04 | 07 | 2019

Ilegalidades nas Regras de Restituição do ICMS-ST em Santa Catarina

Artigo de autoria do sócio Carlos Gilberto Crippa Jr.

A) Decisão do STF concede novos rumos ao ICMS-ST

O Poder Constituinte Derivado, ao editar a Emenda Constitucional n. 3, de 1993, inseriu o parágrafo 7o no art. 150 da Constituição Federal, para autorizar ao legislador a implementação da substituição tributária progressiva, nos seguintes termos:

Art. 150 […]
§ 7º A lei poderá atribuir a sujeito passivo de obrigação tributária a condição de responsável pelo pagamento de imposto ou contribuição, cujo fato gerador deva ocorrer posteriormente, assegurada a imediata e preferencial restituição da quantia paga, caso não se realize o fato gerador presumido. (Incluído pela Emenda Constitucional nº 3, de 1993).

Se, enquanto regra geral, o nascimento da obrigação tributária somente surge após ocorrido o respectivo fato gerador do tributo, sob a sistemática da substituição tributária progressiva, fica autorizado ao legislador que estipule hipóteses para o nascimento da obrigação em momento anterior ao da sua ocorrência e eleja um dos agentes econômicos situado em dado elo da cadeia econômica (designado substituto tributário) como responsável pelo adimplemento da obrigação tributária relativa a fato gerador a ser praticado por agente situado na etapa posterior da cadeia econômica (designado substituído tributário).

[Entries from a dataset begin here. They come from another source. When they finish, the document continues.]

use std::collections::HashMap;

use serde::{Deserialize, Serialize};
use utoipa::ToSchema;

use crate::model::achievement::NewAchievementDto;

#[derive(Serialize, Deserialize, ToSchema, Clone)]
pub struct QuizDto {
    pub id: i32,
    pub lesson_id: Option<i32>,
    pub title: String,
    pub description: Option<String>,
    pub time_limit: i32,
    pub max_attempts: i32,
    pub passing_score: i32,
    pub xp_reward: i32,
    pub question_count: u64,
}

#[derive(Serialize, Deserialize, ToSchema, Default)]
pub struct QuizInputDto {
    pub lesson_id: Option<i32>,
    pub title: Option<String>,
    pub description: Option<String>,
    pub time_limit: Option<i32>,
    pub max_attempts: Option<i32>,
    pub passing_score: Option<i32>,
    pub xp_reward: Option<i32>,
}

#[derive(Serialize, Deserialize, ToSchema, Clone)]
pub struct QuizQuestionDto {
    pub id: i32,
    pub quiz_id: i32,
    pub question: String,
    pub question_type: String,
    pub options: Vec<String>,
    pub correct_answer: String,
    pub explanation: Option<String>,
    pub points: i32,
    pub order_index: i32,
}

#[derive(Serialize, Deserialize, ToSchema, Default)]
pub struct QuizQuestionInputDto {
    pub quiz_id: Option<i32>,
    pub question: Option<String>,
    pub question_type: Option<String>,
    pub correct_answer: Option<String>,
    pub explanation: Option<String>,
    pub options: Option<Vec<String>>,
    pub points: Option<i32>,
    pub order_index: Option<i32>,
}

#[derive(Deserialize, ToSchema)]
pub struct QuizQuestionQuery {
    pub quiz_id: Option<i32>,
}

/// Quiz listed in the learner's challenge tab with the caller's attempt history.
///
/// `timeLimit` and `passingScore` duplicate their snake_case counterparts for older clients.
#[derive(Serialize, Deserialize, ToSchema)]
pub struct LearnerQuizDto {
    pub id: i32,
    pub lesson_id: Option<i32>,
    pub title: String,
    pub description: Option<String>,
    pub time_limit: i32,
    #[serde(rename = "timeLimit")]
    pub time_limit_camel: i32,
    #[serde(rename = "passingScore")]
    pub passing_score_camel: i32,
    pub passing_score: i32,
    pub max_attempts: i32,
    pub xp_reward: i32,
    pub question_count: u64,
    pub attempts_used: u64,
    pub best_score: Option<i32>,
    pub is_passed: bool,
}

#[derive(Serialize, Deserialize, ToSchema, Default)]
pub struct QuizAttemptDto {
    /// Answers keyed by question id.
    pub answers: HashMap<String, String>,
    pub time_taken: Option<i32>,
}

#[derive(Serialize, Deserialize, ToSchema)]
pub struct QuestionResultDto {
    pub question_id: i32,
    pub correct: bool,
    pub correct_answer: String,
    pub explanation: Option<String>,
}

#[derive(Serialize, Deserialize, ToSchema)]
pub struct QuizAttemptResultDto {
    pub attempt_id: i32,
    pub score: i32,
    pub correct_answers: usize,
    pub total_questions: usize,
    pub is_passed: bool,
    pub xp_awarded: i32,
    pub results: Vec<QuestionResultDto>,
    pub new_achievements: Vec<NewAchievementDto>,
}

#[derive(Serialize, Deserialize, ToSchema)]
pub struct QuizzesDto {
    pub quizzes: Vec<QuizDto>,
}

#[derive(Serialize, Deserialize, ToSchema)]
pub struct QuizResponseDto {
    pub message: String,
    pub quiz: QuizDto,
}

#[derive(Serialize, Deserialize, ToSchema)]
pub struct QuizQuestionsDto {
    pub questions: Vec<QuizQuestionDto>,
}

#[derive(Serialize, Deserialize, ToSchema)]
pub struct QuizQuestionResponseDto {
    pub message: String,
    pub question: QuizQuestionDto,
}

Polêmicas à parte quanto à compatibilidade da substituição tributária progressiva no sistema constitucional tributário vigente, fato é essa técnica acarreta sensíveis vantagens à Administração Tributária, porque, ao concentrar os trabalhos da fiscalização em um número bem menor de contribuintes, normalmente sobre aqueles com maior capacidade contributiva, torna muito mais eficiente o trabalho da fiscalização.

Sendo uma metodologia utilizada para diversos tributos, a substituição tributária encontrou no ICMS um campo de relevante aplicação. Mas, desde a regulamentação da matéria por intermédio da Lei Complementar n. 87/1996, surgiu intensa controvérsia doutrinária acerca do direito à restituição do ICMS, já que o art. 10 do referido diploma passou a limitar o direito à restituição tributária apenas para as situações em que o fato gerador não ocorrer.

Isto equivale a dizer que, nas situações em que o valor do imposto por antecipação for recolhido a maior do que o valor do ICMS efetivamente devido, ou seja, nas situações em que a base de cálculo presumida do imposto for maior do que a base de cálculo efetiva, o contribuinte não tem direito algum à restituição do ICMS, embora tenha arcado, financeiramente, com o valor recolhido aos cofres públicos por antecipação, pois os custos da antecipação do imposto são repassados, pelo substituto ao substituído tributário, implicitamente no custo da mercadoria.

Pouco após a edição da Lei Complementar n. 87/1996, sobreveio o Convênio ICMS 13/1997, que, no mesmo sentido do art. 10 do mencionado diploma legal, previu que “Não caberá a restituição ou cobrança complementar do ICMS quando a operação ou prestação subsequente à cobrança do imposto, sob a modalidade da substituição tributária, se realizar com valor inferior ou superior àquele estabelecido” (Cláusula Segunda).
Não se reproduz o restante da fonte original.